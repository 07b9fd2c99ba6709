use std::fmt;

use super::{FormatError, RecordBuffer};

struct Failing;

impl fmt::Display for Failing {
    fn fmt(&self, _: &mut fmt::Formatter<'_>) -> fmt::Result {
        Err(fmt::Error)
    }
}

#[test]
fn append_reports_bytes_written() {
    let mut buffer = RecordBuffer::with_capacity(64);
    assert_eq!(buffer.append_fmt(format_args!("int {} str {}", 7, "x")), Ok(11));
    assert_eq!(buffer.as_bytes(), b"int 7 str x");
}

#[test]
fn limit_applies_per_call_not_per_buffer() {
    let mut buffer = RecordBuffer::with_capacity(4);
    assert_eq!(buffer.append_fmt(format_args!("abcd")), Ok(4));
    assert!(buffer.is_full());
    assert_eq!(buffer.append_fmt(format_args!("efgh")), Ok(4));
    assert_eq!(buffer.len(), 8);
}

#[test]
fn overflow_restores_previous_contents() {
    let mut buffer = RecordBuffer::with_capacity(5);
    buffer.push_bytes(b"keep");
    assert_eq!(
        buffer.append_fmt(format_args!("{}{}", "abc", "def")),
        Err(FormatError::Overflow { capacity: 5 })
    );
    assert_eq!(buffer.as_bytes(), b"keep");
}

#[test]
fn display_errors_are_not_overflow() {
    let mut buffer = RecordBuffer::with_capacity(64);
    assert_eq!(
        buffer.append_fmt(format_args!("a{}", Failing)),
        Err(FormatError::Fmt)
    );
    assert!(buffer.is_empty());
}

#[test]
fn rewind_keeps_capacity() {
    let mut buffer = RecordBuffer::with_capacity(32);
    buffer.append_fmt(format_args!("record")).unwrap();
    buffer.rewind();
    assert!(buffer.is_empty());
    assert_eq!(buffer.capacity(), 32);
}

#[test]
fn zero_capacity_is_clamped() {
    let mut buffer = RecordBuffer::with_capacity(0);
    assert_eq!(buffer.capacity(), 1);
    buffer.set_capacity(0);
    assert_eq!(buffer.capacity(), 1);
}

= Task to carry out =
An exact transcription of the entries is needed, complete to the final line.

= Solution =
repository 07b9fd2c99ba6709
use std::fmt;

use super::{FormatError, RecordBuffer};

struct Failing;

impl fmt::Display for Failing {
    fn fmt(&self, _: &mut fmt::Formatter<'_>) -> fmt::Result {
        Err(fmt::Error)
    }
}

#[test]
fn append_reports_bytes_written() {
    let mut buffer = RecordBuffer::with_capacity(64);
    assert_eq!(buffer.append_fmt(format_args!("int {} str {}", 7, "x")), Ok(11));
    assert_eq!(buffer.as_bytes(), b"int 7 str x");
}

#[test]
fn limit_applies_per_call_not_per_buffer() {
    let mut buffer = RecordBuffer::with_capacity(4);
    assert_eq!(buffer.append_fmt(format_args!("abcd")), Ok(4));
    assert!(buffer.is_full());
    assert_eq!(buffer.append_fmt(format_args!("efgh")), Ok(4));
    assert_eq!(buffer.len(), 8);
}

#[test]
fn overflow_restores_previous_contents() {
    let mut buffer = RecordBuffer::with_capacity(5);
    buffer.push_bytes(b"keep");
    assert_eq!(
        buffer.append_fmt(format_args!("{}{}", "abc", "def")),
        Err(FormatError::Overflow { capacity: 5 })
    );
    assert_eq!(buffer.as_bytes(), b"keep");
}

#[test]
fn display_errors_are_not_overflow() {
    let mut buffer = RecordBuffer::with_capacity(64);
    assert_eq!(
        buffer.append_fmt(format_args!("a{}", Failing)),
        Err(FormatError::Fmt)
    );
    assert!(buffer.is_empty());
}

#[test]
fn rewind_keeps_capacity() {
    let mut buffer = RecordBuffer::with_capacity(32);
    buffer.append_fmt(format_args!("record")).unwrap();
    buffer.rewind();
    assert!(buffer.is_empty());
    assert_eq!(buffer.capacity(), 32);
}

#[test]
fn zero_capacity_is_clamped() {
    let mut buffer = RecordBuffer::with_capacity(0);
    assert_eq!(buffer.capacity(), 1);
    buffer.set_capacity(0);
    assert_eq!(buffer.capacity(), 1);
}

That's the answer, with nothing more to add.